If he remains fit and is selected, Ronaldo will break the 200-game mark in the Euro 2024 qualifier against Iceland in Reykjavik on June 20, so that could yet spell the end of his international career if Martinez decides to start fresh next season. But Ronaldo has made countless sacrifices to enjoy a remarkable career spanning two decades, so don’t discount his chances of remaining in the Portugal team right through to the Euro 2024 finals in Germany.
He will be 39 by then, with 18 months of life in the slow lane in Saudi Arabia behind him, but perhaps the move to Riyadh was another sacrifice with the end goal of extending his international career to the Euros. It was obviously not a financial sacrifice on Ronaldo’s part to move to Al Nassr, where he has become the world’s highest-paid player at $75 million a year, but he is no longer putting his body through the intensity of performing in the Premier League for one of football’s biggest clubs.
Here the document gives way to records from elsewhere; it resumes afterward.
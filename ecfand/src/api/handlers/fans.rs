//! Fan handlers: mode, level, speed and ramp curves
//!
//! All routes carry the fan in the first path segment (`fan1`..`fan3`);
//! anything else is a 400 before any state is consulted.

use crate::api::error::ApiError;
use crate::api::AppState;
use axum::{
    extract::{Path, State},
    Json,
};
use ecfan_core::api::{
    FanCurveRequest, FanCurveResponse, FanLevelRequest, FanLevelResponse, FanModeRequest,
    FanModeResponse, FanRpmResponse,
};
use ecfan_core::{CurveKind, FanId, FanMode};
use tracing::debug;

fn parse_fan(segment: &str) -> Result<FanId, ApiError> {
    FanId::from_segment(segment).map_err(ApiError::from)
}

/// Report a fan's control mode.
///
/// The mode is answered from the config snapshot: at the register level the
/// EC only distinguishes auto from manual, fixed-versus-curve is host state.
///
/// # Endpoint
///
/// `GET /fanX/mode`
pub(crate) async fn get_mode(
    Path(fan): Path<String>,
    State(state): State<AppState>,
) -> Result<Json<FanModeResponse>, ApiError> {
    debug!("Request: GET /{}/mode", fan);

    let fan = parse_fan(&fan)?;
    let mode = state.store.snapshot().await.fan(fan).mode;
    Ok(Json(FanModeResponse { mode }))
}

/// Switch a fan's control mode.
///
/// # Endpoint
///
/// `POST /fanX/mode` with `{"mode": "auto|fixed|curve"}`
pub(crate) async fn set_mode(
    Path(fan): Path<String>,
    State(state): State<AppState>,
    Json(request): Json<FanModeRequest>,
) -> Result<Json<FanModeResponse>, ApiError> {
    debug!("Request: POST /{}/mode ({})", fan, request.mode);

    let fan = parse_fan(&fan)?;
    let mode = FanMode::parse(&request.mode)?;
    let mode = state.engine.set_mode(fan, mode).await?;
    Ok(Json(FanModeResponse { mode }))
}

/// Report a fan's current level, decoded from the hardware register.
///
/// # Endpoint
///
/// `GET /fanX/level`
pub(crate) async fn get_level(
    Path(fan): Path<String>,
    State(state): State<AppState>,
) -> Result<Json<FanLevelResponse>, ApiError> {
    debug!("Request: GET /{}/level", fan);

    let fan = parse_fan(&fan)?;
    let level = state.bus.fan_level(fan).await?;
    Ok(Json(FanLevelResponse { level }))
}

/// Set a fixed-mode fan's level (0-5).
///
/// Rejected with 400 outside fixed mode or outside the range, without
/// touching the hardware.
///
/// # Endpoint
///
/// `POST /fanX/level` with `{"level": 0..5}`
pub(crate) async fn set_level(
    Path(fan): Path<String>,
    State(state): State<AppState>,
    Json(request): Json<FanLevelRequest>,
) -> Result<Json<FanLevelResponse>, ApiError> {
    debug!("Request: POST /{}/level ({})", fan, request.level);

    let fan = parse_fan(&fan)?;
    let level = state.engine.set_level(fan, request.level).await?;
    Ok(Json(FanLevelResponse { level }))
}

/// Report a fan's rotation speed.
///
/// # Endpoint
///
/// `GET /fanX/rpm`
pub(crate) async fn get_rpm(
    Path(fan): Path<String>,
    State(state): State<AppState>,
) -> Result<Json<FanRpmResponse>, ApiError> {
    debug!("Request: GET /{}/rpm", fan);

    let fan = parse_fan(&fan)?;
    let rpm = state.bus.fan_rpm(fan).await?;
    Ok(Json(FanRpmResponse { rpm }))
}

/// # Endpoint
///
/// `GET /fanX/rampup_curve`
pub(crate) async fn get_rampup_curve(
    Path(fan): Path<String>,
    State(state): State<AppState>,
) -> Result<Json<FanCurveResponse>, ApiError> {
    debug!("Request: GET /{}/rampup_curve", fan);

    let fan = parse_fan(&fan)?;
    let curve = state.store.snapshot().await.fan(fan).rampup_curve;
    Ok(Json(FanCurveResponse { curve }))
}

/// # Endpoint
///
/// `POST /fanX/rampup_curve` with `{"curve": [t1, t2, t3, t4, t5]}`
pub(crate) async fn set_rampup_curve(
    Path(fan): Path<String>,
    State(state): State<AppState>,
    Json(request): Json<FanCurveRequest>,
) -> Result<Json<FanCurveResponse>, ApiError> {
    debug!("Request: POST /{}/rampup_curve ({:?})", fan, request.curve);

    let fan = parse_fan(&fan)?;
    let curve = state
        .engine
        .set_curve(fan, CurveKind::Rampup, &request.curve)
        .await?;
    Ok(Json(FanCurveResponse { curve }))
}

/// # Endpoint
///
/// `GET /fanX/rampdown_curve`
pub(crate) async fn get_rampdown_curve(
    Path(fan): Path<String>,
    State(state): State<AppState>,
) -> Result<Json<FanCurveResponse>, ApiError> {
    debug!("Request: GET /{}/rampdown_curve", fan);

    let fan = parse_fan(&fan)?;
    let curve = state.store.snapshot().await.fan(fan).rampdown_curve;
    Ok(Json(FanCurveResponse { curve }))
}

/// # Endpoint
///
/// `POST /fanX/rampdown_curve` with `{"curve": [t1, t2, t3, t4, t5]}`
pub(crate) async fn set_rampdown_curve(
    Path(fan): Path<String>,
    State(state): State<AppState>,
    Json(request): Json<FanCurveRequest>,
) -> Result<Json<FanCurveResponse>, ApiError> {
    debug!("Request: POST /{}/rampdown_curve ({:?})", fan, request.curve);

    let fan = parse_fan(&fan)?;
    let curve = state
        .engine
        .set_curve(fan, CurveKind::Rampdown, &request.curve)
        .await?;
    Ok(Json(FanCurveResponse { curve }))
}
If his time in Saudi Arabia helps to conserve his energy and extend his career, moving away from the spotlight in Europe might prove just as important as those afternoons as a youngster during his first spell at United back in 2003, when he would strap weights to his ankles and return to a deserted training pitch to practice his stepover dribbles and free kicks.
Ronaldo’s career has always been a case study in doing everything possible to squeeze every drop from his natural ability and, as he enters the final phase of that career, the switch to Saudi Arabia might be as strategic as it is lucrative.
If tiny Luxembourg thought, or hoped, they had seen the last of him, then they will have to think again. The last time Ronaldo faced Sunday’s opponents, he scored a hat trick to take his personal tally against Les Lions Rouges to nine goals — two more than the seven he has amassed against each of Lithuania and Sweden.
Overall, he has now scored 120 goals in 197 appearances for Portugal. Every game he plays sets an international record and every goal also counts, because his old rival Messi has now scored 99 for Argentina.
If he sticks around for the remainder of the Euro 2024 qualifying campaign, Ronaldo knows he will have to face Luxembourg and Liechtenstein again. He will also back himself to score against other group rivals Slovakia, Iceland and Bosnia & Herzegovina. So if he can just keep scoring to the point of making it impossible for the 35-year-old Messi to catch him, it could be the final achievement of Ronaldo’s career. And one that will give him immense satisfaction.